* [EXERCISE DIRECTIONS] Among the entries below, find each line with "impl" and show it.

---- DATA SHOWN

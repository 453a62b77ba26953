use axum::extract::rejection::JsonRejection;
use axum::extract::{Query, State};
use axum::http::HeaderMap;
use axum::Json;
use serde::Deserialize;

use txlens_core::decode::parse_address;
use txlens_core::ledger::{privacy_hash, DecisionLog, LedgerEntry, LedgerStats, RiskLevel};
use txlens_core::types::RiskIndicator;

use super::auth::check_auth;
use super::error::{map_ledger_error, AppError};
use super::{now_millis, SharedState};

// ==============================================================================
// DTOs
// ==============================================================================

#[derive(Deserialize)]
#[serde(rename_all = "camelCase", deny_unknown_fields)]
pub(super) struct LogDecisionRequest {
    transaction_hash: String,
    approved: bool,
    /// Address of the deciding user. Only its privacy hash is stored.
    user_address: String,
    /// Explicit risk level; derived from `risk_indicators` when absent.
    #[serde(default)]
    risk_level: Option<String>,
    #[serde(default)]
    risk_indicators: Vec<RiskIndicator>,
    #[serde(default)]
    is_demo: bool,
}

#[derive(Deserialize)]
pub(super) struct RecentQuery {
    limit: Option<usize>,
}

// ==============================================================================
// Handlers
// ==============================================================================

pub(super) async fn log_decision(
    State(state): State<SharedState>,
    headers: HeaderMap,
    req: Result<Json<LogDecisionRequest>, JsonRejection>,
) -> Result<Json<LedgerEntry>, AppError> {
    check_auth(&state.api_token, &headers)?;
    let Json(req) = req.map_err(|e| AppError::BadRequest(e.to_string()))?;

    let user = parse_address(&req.user_address)
        .map_err(|e| AppError::BadRequest(format!("invalid userAddress: {e}")))?;
    let user_hash = privacy_hash(&user);
    let risk_level = match req.risk_level.as_deref() {
        Some(level) => level.to_owned(),
        None => RiskLevel::from_indicators(&req.risk_indicators)
            .as_str()
            .to_owned(),
    };

    let entry = state
        .ledger
        .write()
        .await
        .log_decision(DecisionLog {
            transaction_hash: &req.transaction_hash,
            user_hash: &user_hash,
            approved: req.approved,
            risk_level: &risk_level,
            timestamp: now_millis(),
            is_demo: req.is_demo,
        })
        .map_err(map_ledger_error)?;

    tracing::info!(
        id = entry.id,
        transaction_hash = %entry.transaction_hash,
        approved = entry.approved,
        risk_level = %entry.risk_level,
        is_demo = entry.is_demo,
        "decision logged"
    );
    Ok(Json(entry))
}

pub(super) async fn decision_stats(State(state): State<SharedState>) -> Json<LedgerStats> {
    Json(state.ledger.read().await.stats())
}

pub(super) async fn recent_decisions(
    State(state): State<SharedState>,
    Query(query): Query<RecentQuery>,
) -> Result<Json<Vec<LedgerEntry>>, AppError> {
    let limit = query.limit.unwrap_or(state.default_recent_limit);
    let entries = state
        .ledger
        .read()
        .await
        .recent(limit)
        .map_err(map_ledger_error)?;
    Ok(Json(entries))
}
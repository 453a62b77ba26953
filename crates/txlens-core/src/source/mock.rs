use std::collections::{HashMap, HashSet};
use std::sync::Mutex;

use alloy::primitives::Address;
use async_trait::async_trait;

use crate::error::SourceError;

use super::types::{ContractVerification, SortOrder, TxHistoryQuery, TxSummary};
use super::ChainDataSource;

#[derive(Debug, Clone, Copy, PartialEq, Eq, Hash)]
pub enum MockCall {
    HasCode,
    Verification,
    BlockNumber,
    History,
}

/// A mock chain data source for testing. Returns canned data populated via
/// the builder pattern and records which lookups were made.
pub struct MockSource {
    code: HashSet<Address>,
    verification: HashMap<Address, ContractVerification>,
    block_number: u64,
    histories: HashMap<Address, Vec<TxSummary>>,
    failing: HashSet<MockCall>,
    calls: Mutex<Vec<MockCall>>,
}

impl MockSource {
    pub fn builder() -> MockSourceBuilder {
        MockSourceBuilder {
            code: HashSet::new(),
            verification: HashMap::new(),
            block_number: 20_000_000,
            histories: HashMap::new(),
            failing: HashSet::new(),
        }
    }

    pub fn calls(&self) -> Vec<MockCall> {
        self.calls.lock().unwrap().clone()
    }

    fn record(&self, call: MockCall) -> Result<(), SourceError> {
        self.calls.lock().unwrap().push(call);
        if self.failing.contains(&call) {
            return Err(SourceError::Api {
                message: format!("mock failure for {call:?}"),
            });
        }
        Ok(())
    }
}

pub struct MockSourceBuilder {
    code: HashSet<Address>,
    verification: HashMap<Address, ContractVerification>,
    block_number: u64,
    histories: HashMap<Address, Vec<TxSummary>>,
    failing: HashSet<MockCall>,
}

impl MockSourceBuilder {
    pub fn with_contract(mut self, address: Address, verification: ContractVerification) -> Self {
        self.code.insert(address);
        self.verification.insert(address, verification);
        self
    }

    pub fn with_block_number(mut self, block_number: u64) -> Self {
        self.block_number = block_number;
        self
    }

    pub fn with_history(mut self, address: Address, txs: Vec<TxSummary>) -> Self {
        self.histories.insert(address, txs);
        self
    }

    pub fn failing(mut self, call: MockCall) -> Self {
        self.failing.insert(call);
        self
    }

    pub fn build(self) -> MockSource {
        MockSource {
            code: self.code,
            verification: self.verification,
            block_number: self.block_number,
            histories: self.histories,
            failing: self.failing,
            calls: Mutex::new(Vec::new()),
        }
    }
}

#[async_trait]
impl ChainDataSource for MockSource {
    fn name(&self) -> &str {
        "Mock Explorer"
    }

    async fn has_code(&self, address: &Address) -> Result<bool, SourceError> {
        self.record(MockCall::HasCode)?;
        Ok(self.code.contains(address))
    }

    async fn contract_verification(
        &self,
        address: &Address,
    ) -> Result<ContractVerification, SourceError> {
        self.record(MockCall::Verification)?;
        Ok(self
            .verification
            .get(address)
            .cloned()
            .unwrap_or(ContractVerification::Inconclusive))
    }

    async fn block_number(&self) -> Result<u64, SourceError> {
        self.record(MockCall::BlockNumber)?;
        Ok(self.block_number)
    }

    async fn address_transactions(
        &self,
        address: &Address,
        query: &TxHistoryQuery,
    ) -> Result<Vec<TxSummary>, SourceError> {
        self.record(MockCall::History)?;
        let mut txs = self.histories.get(address).cloned().unwrap_or_default();
        txs.sort_by_key(|tx| tx.block_number);
        if query.sort == SortOrder::Desc {
            txs.reverse();
        }
        txs.truncate(query.page_size as usize);
        Ok(txs)
    }
}

#[cfg(test)]
mod tests {
    use super::*;
    use crate::test_util::addr;

    fn summary(from: u8, to: u8, block_number: u64) -> TxSummary {
        TxSummary {
            hash: None,
            from: addr(from),
            to: Some(addr(to)),
            block_number,
        }
    }

    #[tokio::test]
    async fn first_transaction_block_uses_oldest_entry() {
        let token = addr(0x10);
        let source = MockSource::builder()
            .with_history(token, vec![summary(1, 0x10, 300), summary(2, 0x10, 100)])
            .build();
        let first = source.first_transaction_block(&token).await.unwrap();
        assert_eq!(first, Some(100));
        assert_eq!(source.calls(), vec![MockCall::History]);
    }

    #[tokio::test]
    async fn latest_query_returns_newest_first() {
        let token = addr(0x10);
        let source = MockSource::builder()
            .with_history(
                token,
                vec![summary(1, 0x10, 1), summary(2, 0x10, 2), summary(3, 0x10, 3)],
            )
            .build();
        let txs = source
            .address_transactions(&token, &TxHistoryQuery::latest(2))
            .await
            .unwrap();
        let blocks: Vec<u64> = txs.iter().map(|tx| tx.block_number).collect();
        assert_eq!(blocks, vec![3, 2]);
    }

    #[tokio::test]
    async fn failing_call_returns_error() {
        let source = MockSource::builder().failing(MockCall::BlockNumber).build();
        assert!(source.block_number().await.is_err());
        assert!(!source.has_code(&addr(1)).await.unwrap());
    }
}
use std::str::FromStr;

use alloy::primitives::Address;

use crate::error::SourceError;
use crate::source::types::{ContractVerification, TxSummary};

/// ABI placeholder the explorer returns for contracts without published source.
const NOT_VERIFIED_ABI: &str = "Contract source code not verified";

/// Parse a `0x`-prefixed hex quantity such as an `eth_blockNumber` result.
pub(super) fn parse_hex_u64(value: &serde_json::Value, field: &str) -> Result<u64, SourceError> {
    let raw = value
        .as_str()
        .ok_or_else(|| SourceError::InvalidResponse(format!("missing {field}")))?;
    let digits = raw
        .strip_prefix("0x")
        .ok_or_else(|| SourceError::InvalidResponse(format!("{field} is not hex: {raw}")))?;
    u64::from_str_radix(digits, 16)
        .map_err(|e| SourceError::InvalidResponse(format!("invalid {field} `{raw}`: {e}")))
}

/// Interpret an `eth_getCode` result. Empty bytecode means an externally
/// owned account.
pub(super) fn parse_has_code(value: &serde_json::Value) -> Result<bool, SourceError> {
    let code = value
        .as_str()
        .ok_or_else(|| SourceError::InvalidResponse("missing bytecode".to_owned()))?;
    let body = code
        .strip_prefix("0x")
        .ok_or_else(|| SourceError::InvalidResponse(format!("bytecode is not hex: {code}")))?;
    Ok(!body.trim_start_matches('0').is_empty())
}

#[derive(serde::Deserialize)]
struct SourceCodeEntry {
    #[serde(rename = "SourceCode", default)]
    source_code: String,
    #[serde(rename = "ContractName", default)]
    contract_name: String,
    #[serde(rename = "ABI", default)]
    abi: String,
}

/// Interpret a `getsourcecode` result list.
pub(super) fn parse_verification(
    value: serde_json::Value,
) -> Result<ContractVerification, SourceError> {
    let entries: Vec<SourceCodeEntry> = serde_json::from_value(value)
        .map_err(|e| SourceError::InvalidResponse(format!("invalid getsourcecode result: {e}")))?;
    let Some(entry) = entries.into_iter().next() else {
        return Ok(ContractVerification::Inconclusive);
    };

    if !entry.source_code.trim().is_empty() {
        let name = entry.contract_name.trim();
        return Ok(ContractVerification::Verified {
            contract_name: (!name.is_empty()).then(|| name.to_owned()),
        });
    }
    if entry.abi.trim() == NOT_VERIFIED_ABI || entry.abi.trim().is_empty() {
        return Ok(ContractVerification::Unverified);
    }
    Ok(ContractVerification::Inconclusive)
}

#[derive(serde::Deserialize)]
struct TxListEntry {
    #[serde(default)]
    hash: Option<String>,
    from: String,
    #[serde(default)]
    to: String,
    #[serde(rename = "blockNumber")]
    block_number: String,
}

/// Interpret a `txlist` result.
pub(super) fn parse_tx_list(value: serde_json::Value) -> Result<Vec<TxSummary>, SourceError> {
    let entries: Vec<TxListEntry> = serde_json::from_value(value)
        .map_err(|e| SourceError::InvalidResponse(format!("invalid txlist result: {e}")))?;

    entries
        .into_iter()
        .map(|entry| {
            let from = parse_address(&entry.from, "from")?;
            let to = if entry.to.is_empty() {
                None
            } else {
                Some(parse_address(&entry.to, "to")?)
            };
            let block_number = entry.block_number.parse::<u64>().map_err(|e| {
                SourceError::InvalidResponse(format!(
                    "invalid blockNumber `{}`: {e}",
                    entry.block_number
                ))
            })?;
            Ok(TxSummary {
                hash: entry.hash,
                from,
                to,
                block_number,
            })
        })
        .collect()
}

fn parse_address(raw: &str, field: &str) -> Result<Address, SourceError> {
    Address::from_str(raw)
        .map_err(|e| SourceError::InvalidResponse(format!("invalid {field} address `{raw}`: {e}")))
}

#[cfg(test)]
mod tests {
    use super::*;

    #[test]
    fn parse_hex_u64_block_number() {
        let value = serde_json::json!("0x1312d00");
        assert_eq!(parse_hex_u64(&value, "block number").unwrap(), 20_000_000);
    }

    #[test]
    fn parse_hex_u64_rejects_decimal() {
        let value = serde_json::json!("12345");
        assert!(parse_hex_u64(&value, "block number").is_err());
    }

    #[test]
    fn empty_bytecode_is_not_contract() {
        assert!(!parse_has_code(&serde_json::json!("0x")).unwrap());
        assert!(!parse_has_code(&serde_json::json!("0x0")).unwrap());
        assert!(parse_has_code(&serde_json::json!("0x6080604052")).unwrap());
        assert!(parse_has_code(&serde_json::json!(null)).is_err());
    }

    #[test]
    fn verified_source_reports_contract_name() {
        let value = serde_json::json!([{
            "SourceCode": "pragma solidity ^0.8.0; contract Token {}",
            "ContractName": "Token",
            "ABI": "[]"
        }]);
        assert_eq!(
            parse_verification(value).unwrap(),
            ContractVerification::Verified {
                contract_name: Some("Token".to_owned())
            }
        );
    }

    #[test]
    fn unverified_source_placeholder() {
        let value = serde_json::json!([{
            "SourceCode": "",
            "ContractName": "",
            "ABI": "Contract source code not verified"
        }]);
        assert_eq!(parse_verification(value).unwrap(), ContractVerification::Unverified);
    }

    #[test]
    fn empty_source_list_is_inconclusive() {
        assert_eq!(
            parse_verification(serde_json::json!([])).unwrap(),
            ContractVerification::Inconclusive
        );
    }

    #[test]
    fn parse_tx_list_handles_contract_creation() {
        let value = serde_json::json!([
            {
                "hash": "0xabc",
                "from": "0x7a250d5630b4cf539739df2c5dacb4c659f2488d",
                "to": "",
                "blockNumber": "12345"
            }
        ]);
        let txs = parse_tx_list(value).unwrap();
        assert_eq!(txs.len(), 1);
        assert_eq!(txs[0].block_number, 12_345);
        assert!(txs[0].to.is_none());
        assert_eq!(txs[0].hash.as_deref(), Some("0xabc"));
    }

    #[test]
    fn parse_tx_list_rejects_bad_block_number() {
        let value = serde_json::json!([
            {"from": "0x7a250d5630b4cf539739df2c5dacb4c659f2488d", "to": "", "blockNumber": "x"}
        ]);
        let err = parse_tx_list(value).expect_err("must reject");
        assert!(err.to_string().contains("invalid blockNumber"));
    }
}
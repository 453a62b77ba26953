use axum::http::HeaderMap;

use super::error::AppError;

pub(super) const API_TOKEN_HEADER: &str = "x-api-token";

pub(super) fn check_auth(expected_token: &str, headers: &HeaderMap) -> Result<(), AppError> {
    let token = headers
        .get(API_TOKEN_HEADER)
        .and_then(|v| v.to_str().ok())
        .unwrap_or("");

    if token != expected_token {
        return Err(AppError::Unauthorized(
            "invalid or missing X-API-Token".to_string(),
        ));
    }
    Ok(())
}
use reqwest::Url;

use crate::error::CoreError;

/// Validate an explorer base URL and derive the display name reported as
/// the source of risk indicators.
pub(super) fn parse_base_url(base_url: &str) -> Result<(String, String), CoreError> {
    let parsed = Url::parse(base_url).map_err(|e| {
        CoreError::InvalidInput(format!(
            "invalid explorer url `{base_url}`: expected HTTP(S) URL ({e})"
        ))
    })?;
    match parsed.scheme() {
        "http" | "https" => {}
        other => {
            return Err(CoreError::InvalidInput(format!(
                "unsupported explorer url scheme `{other}`; expected http or https"
            )));
        }
    }

    let host = parsed.host_str().unwrap_or_default();
    let name = if host.contains("etherscan") {
        "Etherscan".to_owned()
    } else if host.is_empty() {
        "Block Explorer".to_owned()
    } else {
        host.to_owned()
    };
    Ok((base_url.to_owned(), name))
}

#[cfg(test)]
mod tests {
    use super::*;

    #[test]
    fn parse_base_url_names_etherscan() {
        let (url, name) = parse_base_url("https://api.etherscan.io/api").expect("should parse");
        assert_eq!(url, "https://api.etherscan.io/api");
        assert_eq!(name, "Etherscan");
    }

    #[test]
    fn parse_base_url_uses_host_for_other_explorers() {
        let (_, name) = parse_base_url("http://127.0.0.1:8545/api").expect("should parse");
        assert_eq!(name, "127.0.0.1");
    }

    #[test]
    fn parse_base_url_invalid_scheme() {
        let err = parse_base_url("ftp://example.com").expect_err("must reject ftp");
        assert!(err.to_string().contains("unsupported explorer url scheme"));
    }

    #[test]
    fn parse_base_url_rejects_garbage() {
        let err = parse_base_url("not a url").expect_err("must reject");
        assert!(err.to_string().contains("invalid explorer url"));
    }
}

--------

* [REPLY TO THE TASK]
impl MockSource {
impl MockSourceBuilder {
impl ChainDataSource for MockSource {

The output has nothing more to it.